The above depicts the relationship among these resources like so: Each grandparent can map to one or several parents. Each parent can map to one or several children. I want the ability to support searching against the child resource but with the filter criteria:

If my clients pass me an id reference to a grandparent, I want to only search against children who are direct descendants of that grandparent.

If my clients pass me an id reference to a parent, I want to only search against children who are direct descendants of my parent.

I have thought of something like so:

GET /myservice/api/v1/grandparents/{grandparentID}/parents/children?search={text}

and

GET /myservice/api/v1/parents/{parentID}/children?search={text}

for the above requirements, respectively.

But I could also do something like this:

GET /myservice/api/v1/children?search={text}&grandparentID={id}&parentID=${id}

In this design, I could allow my client to pass me one or the other in the query string: either grandparentID or parentID, but not both.

My questions are:

1) Which API design is more RESTful, and why? Semantically, they mean and behave the same way. The last resource in the URI is "children", effectively implying that the client is operating on the children resource.

2) What are the pros and cons to each in terms of understandability from a client's perspective, and maintainability from the designer's perspective.

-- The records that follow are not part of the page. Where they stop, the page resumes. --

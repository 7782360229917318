//! Printable exam reports.

use std::fmt::Write as _;
use std::path::{Path, PathBuf};

use chrono::{DateTime, Utc};
use quiz_core::model::{ExamResult, GradeClass, Religion, Subject, User, is_username_char};
use quiz_core::progression::{PASSING_PERCENT, Remark};
use tracing::info;

use crate::error::ReportError;

/// Everything printed on one exam report.
#[derive(Debug, Clone, PartialEq)]
pub struct ExamReport {
    pub username: String,
    pub grade_class: GradeClass,
    pub religion: Religion,
    pub subject: Subject,
    pub score: u32,
    pub question_count: u32,
    pub percent: f64,
    pub minutes_used: u32,
    pub passing_percent: f64,
    pub passed: bool,
    pub remark: Remark,
    pub printed_at: DateTime<Utc>,
}

impl ExamReport {
    #[must_use]
    pub fn new(user: &User, result: &ExamResult, printed_at: DateTime<Utc>) -> Self {
        Self {
            username: user.username.clone(),
            grade_class: user.grade_class,
            religion: user.religion,
            subject: result.subject(),
            score: result.score(),
            question_count: result.question_count(),
            percent: result.percent(),
            minutes_used: result.time_used_secs() / 60,
            passing_percent: PASSING_PERCENT,
            passed: result.passed(),
            remark: result.remark(),
            printed_at,
        }
    }

    /// `result_<username>_<subject>_<YYYYmmdd_HHMMSS>.txt`
    ///
    /// Characters a username may not contain are replaced with `_`, so the
    /// name never leaves the report directory.
    #[must_use]
    pub fn file_name(&self) -> String {
        let username: String = self
            .username
            .chars()
            .map(|c| if is_username_char(c) { c } else { '_' })
            .collect();
        format!(
            "result_{}_{}_{}.txt",
            username,
            self.subject.key(),
            self.printed_at.format("%Y%m%d_%H%M%S")
        )
    }

    #[must_use]
    pub fn render(&self) -> String {
        let status = if self.passed { "PASSED" } else { "NOT PASSED" };
        let mut out = String::new();
        let _ = writeln!(out, "EXAM RESULT REPORT");
        let _ = writeln!(out, "{}", "=".repeat(40));
        let _ = writeln!(out);
        let _ = writeln!(out, "PARTICIPANT");
        let _ = writeln!(out, "  Name      : {}", self.username);
        let _ = writeln!(out, "  Class     : {}", self.grade_class);
        let _ = writeln!(out, "  Religion  : {}", self.religion);
        let _ = writeln!(out);
        let _ = writeln!(out, "EXAM");
        let _ = writeln!(out, "  Subject   : {}", self.subject);
        let _ = writeln!(
            out,
            "  Score     : {} / {} ({:.1}%)",
            self.score, self.question_count, self.percent
        );
        let _ = writeln!(out, "  Time used : {} minutes", self.minutes_used);
        let _ = writeln!(out);
        let _ = writeln!(out, "GRADE");
        let _ = writeln!(out, "  Final mark: {:.1}", self.percent);
        let _ = writeln!(out, "  KKM       : {:.0}", self.passing_percent);
        let _ = writeln!(out, "  Status    : {status}");
        let _ = writeln!(out);
        let _ = writeln!(out, "NOTE");
        let _ = writeln!(out, "  {}", self.remark.report_note());
        let _ = writeln!(out);
        let _ = writeln!(out, "Printed on: {}", self.printed_at.format("%d %B %Y"));
        out
    }
}

/// Writes reports as text files into one directory.
#[derive(Debug, Clone)]
pub struct ReportWriter {
    dir: PathBuf,
}

impl ReportWriter {
    pub fn new(dir: impl Into<PathBuf>) -> Self {
        Self { dir: dir.into() }
    }

    #[must_use]
    pub fn dir(&self) -> &Path {
        &self.dir
    }

    /// Write `report`, creating the directory if needed, and return its path.
    ///
    /// # Errors
    ///
    /// Returns `ReportError::Io` if the directory or file cannot be written.
    pub async fn write(&self, report: &ExamReport) -> Result<PathBuf, ReportError> {
        tokio::fs::create_dir_all(&self.dir)
            .await
            .map_err(|source| ReportError::Io {
                path: self.dir.display().to_string(),
                source,
            })?;
        let path = self.dir.join(report.file_name());
        tokio::fs::write(&path, report.render())
            .await
            .map_err(|source| ReportError::Io {
                path: path.display().to_string(),
                source,
            })?;
        info!(path = %path.display(), "report written");
        Ok(path)
    }
}

#[cfg(test)]
mod tests {
    use super::*;
    use quiz_core::model::{ExamResultDraft, FinishReason, UserId};
    use quiz_core::time::fixed_now;

    fn user() -> User {
        User {
            id: UserId::new(1),
            username: "victus".into(),
            xp: 250,
            grade_class: GradeClass::new(11, 5).unwrap(),
            religion: Religion::Islam,
            created_at: fixed_now(),
        }
    }

    fn result(score: u32, time_remaining_secs: u32) -> ExamResult {
        ExamResult::from_persisted(ExamResultDraft {
            user_id: UserId::new(1),
            subject: Subject::AdvancedMathematics,
            score,
            question_count: 20,
            xp_earned: u64::from(score) * 100,
            time_remaining_secs,
            duration_secs: 5400,
            powerups_used: 0,
            finish_reason: FinishReason::Completed,
            started_at: fixed_now(),
            completed_at: fixed_now(),
        })
        .unwrap()
    }

    #[test]
    fn passing_report_contents() {
        let report = ExamReport::new(&user(), &result(15, 3000), fixed_now());
        assert!(report.passed);
        assert_eq!(report.minutes_used, 40);
        assert_eq!(report.remark, Remark::Good);

        let text = report.render();
        assert!(text.contains("Name      : victus"));
        assert!(text.contains("Class     : 11.5"));
        assert!(text.contains("Score     : 15 / 20 (75.0%)"));
        assert!(text.contains("Status    : PASSED"));
        assert!(text.contains("KKM       : 75"));
        assert!(text.contains(Remark::Good.report_note()));
    }

    #[test]
    fn failing_report_status() {
        let report = ExamReport::new(&user(), &result(14, 0), fixed_now());
        assert!(!report.passed);
        assert_eq!(report.minutes_used, 90);
        assert!(report.render().contains("Status    : NOT PASSED"));
    }

    #[test]
    fn file_name_embeds_user_subject_and_timestamp() {
        let report = ExamReport::new(&user(), &result(20, 100), fixed_now());
        assert_eq!(
            report.file_name(),
            "result_victus_matematika_lanjut_20231114_221320.txt"
        );
    }

    #[tokio::test]
    async fn unsafe_username_stays_inside_report_dir() {
        let dir = std::env::temp_dir().join(format!("quiz-reports-esc-{}", std::process::id()));
        let writer = ReportWriter::new(&dir);
        let mut legacy = user();
        legacy.username = "../../ab/cd".into();
        let report = ExamReport::new(&legacy, &result(20, 100), fixed_now());

        assert_eq!(
            report.file_name(),
            "result_______ab_cd_matematika_lanjut_20231114_221320.txt"
        );
        let path = writer.write(&report).await.unwrap();
        assert_eq!(path.parent(), Some(dir.as_path()));

        tokio::fs::remove_dir_all(&dir).await.unwrap();
    }

    #[tokio::test]
    async fn writer_creates_directory() {
        let dir = std::env::temp_dir().join(format!("quiz-reports-{}", std::process::id()));
        let writer = ReportWriter::new(&dir);
        let report = ExamReport::new(&user(), &result(18, 600), fixed_now());

        let path = writer.write(&report).await.unwrap();
        let written = tokio::fs::read_to_string(&path).await.unwrap();
        assert_eq!(written, report.render());

        tokio::fs::remove_dir_all(&dir).await.unwrap();
    }
}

3) What are query strings really used for, besides "filtering" on your resource? If you go with the first approach, the filter parameter is embedded in the URI itself as a path parameter instead of a query string parameter.

Thanks!

share|improve this question
1  
The title of your question should be extremely confusing to anyone viewing this. The valid segments of a URI are defined as <scheme>://<user>:<password>@<host>:<port>/<path>;<params>?<query>/#<fragment> (although <password> is deprecated) A "query string" is a valid component of a URI so your "vs" in the title is crazy talk. – K. Alan Bates Jun 3 '15 at 14:26
    
Do you mean I want to only search against children who are INdirect descendants of that grandparent. ? According to your structure, Grandparent has no direct children. – null Jun 3 '15 at 15:25
    
What is the diference between a child and a parent? Is a parent a parent if he doesnt have children? Smells of a design fault – Pinoniq Jun 4 '15 at 11:10
up vote 16 down vote accepted

First

As Per RFC 3986 §3.4 (Uniform Resource Identifiers § (Syntax Components)|Query

3.4 Query

The query component contains non-hierarchical data that, along with data in the path component (Section 3.3), serves to identify a resource within the scope of the URI's scheme and naming authority (if any).

Query components are for retrieval of non-hierarchical data; there are few things more hierarchical in nature than a family tree! Ergo, regardless of whether you think it is "REST-y" or not, to conform to the formats, protocols, and frameworks of developing on the internet, you must not use the query string to identify this information.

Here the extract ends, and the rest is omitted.